No explosions, no fireworks, just one sheet of plain white paper.
"Who goes to all the trouble to send a message special delivery and forgets to write on it?" Jin wondered aloud. "You think someone's using invisible ink?"
"Or the magical equivalent. Let's try it and see, shall we?"
Kame spread the paper flat on the nearest box, then thought better of it. Working magic near ingredients probably wasn't a good idea unless he wanted to rearrange the bedroom in new and fascinating ways. He set it down on the small dressing table instead, brushing aside half a dozen sprays and a set of straighteners to do so.
"If you want to hide a mark, you apply concealer, right?" he said.
Jin snorted. "You're going to tell me there's magical concealer and we're not already selling it?"
"I'm not sure how well this would work with skin. Think of the text as one layer, the paper as another. To hide the layer above - the text - you make a copy of the layer underneath - the paper - and fix it on top, so the words are hidden."

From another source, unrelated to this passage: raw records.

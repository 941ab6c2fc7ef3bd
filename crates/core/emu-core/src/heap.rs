//! Guest heap
//!
//! A first-fit chunk allocator over one mapped guest region. The heap only
//! hands out addresses; the bytes live in whatever [`GuestMemory`] backs the
//! region.
//!
//! [`GuestMemory`]: crate::memory::GuestMemory

use crate::error::{EmuError, Result};

/// Allocation granularity
pub const HEAP_ALIGN: u64 = 0x10;

#[derive(Debug, Clone, Copy, PartialEq, Eq)]
struct Chunk {
    addr: u64,
    size: u64,
    in_use: bool,
}

/// First-fit allocator over `[start, start + size)`
#[derive(Debug, Clone)]
pub struct GuestHeap {
    start: u64,
    end: u64,
    chunks: Vec<Chunk>,
}

impl GuestHeap {
    pub fn new(start: u64, size: u64) -> Self {
        Self {
            start,
            end: start + size,
            chunks: vec![Chunk {
                addr: start,
                size,
                in_use: false,
            }],
        }
    }

    pub fn start(&self) -> u64 {
        self.start
    }

    pub fn end(&self) -> u64 {
        self.end
    }

    /// Allocate `size` bytes, rounded up to [`HEAP_ALIGN`]
    pub fn alloc(&mut self, size: usize) -> Result<u64> {
        let want = (size.max(1) as u64).div_ceil(HEAP_ALIGN) * HEAP_ALIGN;

        let idx = self
            .chunks
            .iter()
            .position(|c| !c.in_use && c.size >= want)
            .ok_or(EmuError::OutOfMemory { size })?;

        let chunk = self.chunks[idx];
        if chunk.size > want {
            self.chunks.insert(
                idx + 1,
                Chunk {
                    addr: chunk.addr + want,
                    size: chunk.size - want,
                    in_use: false,
                },
            );
        }
        self.chunks[idx] = Chunk {
            addr: chunk.addr,
            size: want,
            in_use: true,
        };

        tracing::trace!("heap alloc {:#x} bytes at {:#x}", want, chunk.addr);
        Ok(chunk.addr)
    }

    /// Release the chunk starting at `addr`; `false` if no live chunk starts there
    pub fn free(&mut self, addr: u64) -> bool {
        let Some(idx) = self.chunks.iter().position(|c| c.addr == addr && c.in_use) else {
            return false;
        };
        self.chunks[idx].in_use = false;

        // coalesce with the following, then the preceding free chunk
        if idx + 1 < self.chunks.len() && !self.chunks[idx + 1].in_use {
            let next = self.chunks.remove(idx + 1);
            self.chunks[idx].size += next.size;
        }
        if idx > 0 && !self.chunks[idx - 1].in_use {
            let cur = self.chunks.remove(idx);
            self.chunks[idx - 1].size += cur.size;
        }
        true
    }

    /// Size of the live chunk starting at `addr`
    pub fn size_of(&self, addr: u64) -> Option<usize> {
        self.chunks
            .iter()
            .find(|c| c.addr == addr && c.in_use)
            .map(|c| c.size as usize)
    }

    pub fn in_use(&self) -> usize {
        self.chunks.iter().filter(|c| c.in_use).count()
    }
}

#[cfg(test)]
mod tests {
    use super::*;

    #[test]
    fn test_alloc_is_aligned_and_disjoint() {
        let mut heap = GuestHeap::new(0x5000_0000, 0x1000);
        let a = heap.alloc(3).unwrap();
        let b = heap.alloc(0x11).unwrap();
        assert_eq!(a, 0x5000_0000);
        assert_eq!(b, 0x5000_0010);
        assert_eq!(heap.size_of(b), Some(0x20));
    }

    #[test]
    fn test_free_reuses_and_coalesces() {
        let mut heap = GuestHeap::new(0x1000, 0x100);
        let a = heap.alloc(0x40).unwrap();
        let b = heap.alloc(0x40).unwrap();
        assert!(heap.free(a));
        assert!(heap.free(b));
        assert!(!heap.free(b));
        assert_eq!(heap.in_use(), 0);
        // the whole region is one chunk again
        assert_eq!(heap.alloc(0x100).unwrap(), 0x1000);
    }

    #[test]
    fn test_exhaustion() {
        let mut heap = GuestHeap::new(0, 0x20);
        heap.alloc(0x20).unwrap();
        assert_eq!(heap.alloc(1), Err(EmuError::OutOfMemory { size: 1 }));
    }
}
//! 例程注册表（Routine registration）
//!
//! Every emulated entry point is described by an [`ApiDescriptor`]: name,
//! declared calling convention, ordered parameter list and the host
//! function. The table is filled when the OS context is built and looked up
//! by name at intercept time.

use std::collections::HashMap;
use std::fmt;

use emu_core::Result;

use crate::fncc::DeclaredConv;
use crate::os::WindowsOs;
use crate::params::{ParamKind, Params};

/// Host implementation: `(os, call site, params) -> return value`
pub type ApiFn = fn(&mut WindowsOs, u64, &mut Params) -> Result<u64>;

#[derive(Clone, Copy)]
pub struct ApiDescriptor {
    pub name: &'static str,
    pub conv: DeclaredConv,
    pub params: &'static [(&'static str, ParamKind)],
    pub func: ApiFn,
}

impl ApiDescriptor {
    pub const fn new(
        name: &'static str,
        conv: DeclaredConv,
        params: &'static [(&'static str, ParamKind)],
        func: ApiFn,
    ) -> Self {
        Self {
            name,
            conv,
            params,
            func,
        }
    }
}

impl fmt::Debug for ApiDescriptor {
    fn fmt(&self, f: &mut fmt::Formatter<'_>) -> fmt::Result {
        f.debug_struct("ApiDescriptor")
            .field("name", &self.name)
            .field("conv", &self.conv)
            .field("params", &self.params.len())
            .finish()
    }
}

/// Routine table with per-routine call statistics
#[derive(Debug, Default, Clone)]
pub struct ApiTable {
    routines: HashMap<&'static str, ApiDescriptor>,
    call_counts: HashMap<&'static str, u64>,
    total_calls: u64,
}

/// Call statistics
#[derive(Clone, Debug, Default, PartialEq, Eq)]
pub struct ApiStats {
    pub total_calls: u64,
    pub registered: u64,
    pub distinct_called: u64,
}

impl ApiTable {
    pub fn new() -> Self {
        Self::default()
    }

    /// Add a routine; returns the descriptor it replaced, if any
    pub fn register(&mut self, desc: ApiDescriptor) -> Option<ApiDescriptor> {
        let old = self.routines.insert(desc.name, desc);
        if old.is_some() {
            tracing::warn!("routine {} registered twice", desc.name);
        }
        old
    }

    pub fn register_all(&mut self, descs: &[ApiDescriptor]) {
        for desc in descs {
            self.register(*desc);
        }
    }

    pub fn get(&self, name: &str) -> Option<&ApiDescriptor> {
        self.routines.get(name)
    }

    pub fn contains(&self, name: &str) -> bool {
        self.routines.contains_key(name)
    }

    pub fn len(&self) -> usize {
        self.routines.len()
    }

    pub fn is_empty(&self) -> bool {
        self.routines.is_empty()
    }

    /// Registered names, sorted
    pub fn names(&self) -> Vec<&'static str> {
        let mut names: Vec<_> = self.routines.keys().copied().collect();
        names.sort_unstable();
        names
    }

    /// 记录一次调用
    pub fn record_call(&mut self, name: &'static str) {
        *self.call_counts.entry(name).or_insert(0) += 1;
        self.total_calls += 1;
    }

    pub fn call_count(&self, name: &str) -> u64 {
        self.call_counts.get(name).copied().unwrap_or(0)
    }

    pub fn stats(&self) -> ApiStats {
        ApiStats {
            total_calls: self.total_calls,
            registered: self.routines.len() as u64,
            distinct_called: self.call_counts.len() as u64,
        }
    }
}

#[cfg(test)]
mod tests {
    use super::*;
    use crate::params::types::DWORD;

    fn noop(_: &mut WindowsOs, _: u64, _: &mut Params) -> Result<u64> {
        Ok(0)
    }

    const NOOP: ApiDescriptor = ApiDescriptor::new("Noop", DeclaredConv::Stdcall, &[("x", DWORD)], noop);

    #[test]
    fn test_register_and_lookup() {
        let mut table = ApiTable::new();
        assert!(table.register(NOOP).is_none());
        assert!(table.register(NOOP).is_some());
        assert_eq!(table.len(), 1);
        assert_eq!(table.get("Noop").unwrap().params.len(), 1);
        assert!(table.get("noop").is_none());
    }

    #[test]
    fn test_statistics() {
        let mut table = ApiTable::new();
        table.register(NOOP);
        table.record_call("Noop");
        table.record_call("Noop");
        assert_eq!(table.call_count("Noop"), 2);
        assert_eq!(table.call_count("Other"), 0);
        assert_eq!(
            table.stats(),
            ApiStats {
                total_calls: 2,
                registered: 1,
                distinct_called: 1
            }
        );
    }
}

"So how do we peel off the top layer?" Jin asked.
"We dissolve it. It's just a construct made from magic - it wouldn't exist, otherwise."
"Oh." Jin thought he'd got it. "Unravel it, right, like you did with my tattoo?"
Kame nodded. "But we won't have to disrupt the spell first this time. Take a look at the upper left-hand corner."
Jin peered at the paper, letting his eyes cloud over with mage-sight. There, right at the very edge, was a loose strand in the spell, one that refused to lie flat; the power leakage, Jin was sure, came from here, this improperly finished work of magic.
"I see it," he said. "You want to do the honours? Since you seem to know all about it."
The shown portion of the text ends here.